Joan Burton makes her way through the crowds at the second day ofthe National Ploughing Championships.

Tánaiste Joan Burton has denied a €30m rural revitalisation scheme, set to be launched after the next election, is an attempt to bribe country voters.

Insisting Labour would do well in rural areas despite an Irish Examiner/ICMSA farming survey showing the party with zero support among farmers, Ms Burton said the money would boost job prospects.

“The idea is to spread the recovery beyond urban areas to towns and villages, and this money is in addition to other funding for rural areas. It is intended to make the villages and towns, which may have closed-up shops for instance, more attractive,” she said.

Ploughing Championships 2015: Tánaiste Joan Burton denies €30m is rural ‘bribe’

The money, to be used to be used to revitalise the “attractiveness and sustainability” of towns and villages, is intended to buy votes, Fianna Fáil environment spokesman Barry Cowen said.

He added: “€30m represents a sticking plaster approach to the problems affecting rural Ireland. The Government believes by throwing a token cheque at a massive problem it can buy re-election.

“This plan is more about PR stunts than actually engaging with the deeper problems that are hollowing out towns the length and breadth of Ireland.”

Taoiseach Enda Kenny said the funding was a move in the right direction.

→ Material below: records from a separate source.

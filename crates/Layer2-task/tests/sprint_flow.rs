//! Store + scheduler working together across reloads

use crew_foundation::JsonStore;
use crew_task::scheduler::{is_complete, progress, ready_ids, validate_dependencies};
use crew_task::{ProjectStore, Sprint, SprintStatus, Task, TaskPatch, TaskStatus};

fn two_step_sprint() -> Sprint {
    Sprint {
        id: "sprint-1".into(),
        goal: "build a calculator".into(),
        tasks: vec![
            Task::new("T1", "Write add()").assigned_to("member-dev"),
            Task::new("T2", "Test add()")
                .assigned_to("member-qa")
                .depends_on("T1"),
        ],
        status: SprintStatus::Planning,
    }
}

#[test]
fn test_ready_set_follows_persisted_progress() {
    let dir = tempfile::tempdir().unwrap();
    let projects = ProjectStore::open(JsonStore::new(dir.path())).unwrap();
    let project = projects.create("calc", "a calculator", "ws-1").unwrap();

    let sprint = two_step_sprint();
    validate_dependencies(&sprint.tasks).unwrap();
    projects.add_sprint(&project.id, sprint).unwrap();

    let sprint = projects.get_sprint(&project.id, "sprint-1").unwrap();
    assert_eq!(ready_ids(&sprint), vec!["T1"]);

    projects
        .update_task(
            &project.id,
            "sprint-1",
            "T1",
            TaskPatch::finished(TaskStatus::Done, "added"),
        )
        .unwrap();

    // a fresh store sees the same state
    let reopened = ProjectStore::open(JsonStore::new(dir.path())).unwrap();
    let sprint = reopened.get_sprint(&project.id, "sprint-1").unwrap();
    assert_eq!(ready_ids(&sprint), vec!["T2"]);
    assert!(!is_complete(&sprint));

    reopened
        .update_task(
            &project.id,
            "sprint-1",
            "T2",
            TaskPatch::finished(TaskStatus::Failed, "tests failed"),
        )
        .unwrap();
    let sprint = reopened.get_sprint(&project.id, "sprint-1").unwrap();
    assert!(is_complete(&sprint));
    assert!(ready_ids(&sprint).is_empty());

    let p = progress(&sprint);
    assert_eq!((p.done, p.failed, p.percent), (1, 1, 50));
}

#[test]
fn test_empty_dependencies_always_ready_while_pending() {
    let sprint = Sprint {
        id: "s".into(),
        goal: "g".into(),
        tasks: (0..5).map(|i| Task::new(format!("t{}", i), "x")).collect(),
        status: SprintStatus::Active,
    };
    assert_eq!(ready_ids(&sprint).len(), 5);
}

He said: “€30m is a recognition of potential here, it’s not going to solve all the problems by any means.

“While the recovery is significant, its benefits are not yet being felt as deeply in rural communities as in large urban areas and, to some extent, that is inevitable.

“What is important, now, however, is to take positive action to make sure that these benefits start to spread more widely and that they do not remain confined to our cities and other large urban areas.”

Michael Lenihan, Carrigtwohill, Cork, with Taoiseach Enda Kenny at the senior tractor class yesterday
Michael Lenihan, Carrigtwohill, Cork, with Taoiseach Enda Kenny at the senior tractor class yesterday

Mr Kenny, speaking at the ploughing championships, denied his commitment to stand down as Fine Gael leader during the next Dáil term made him a “lame duck”.

“It makes me state my intention of fighting the election, of winning the election, of serving the next term of government and handing over our country in a much better state than in which I found it,” he said.

The rural funding scheme will kick in next year and run until 2022.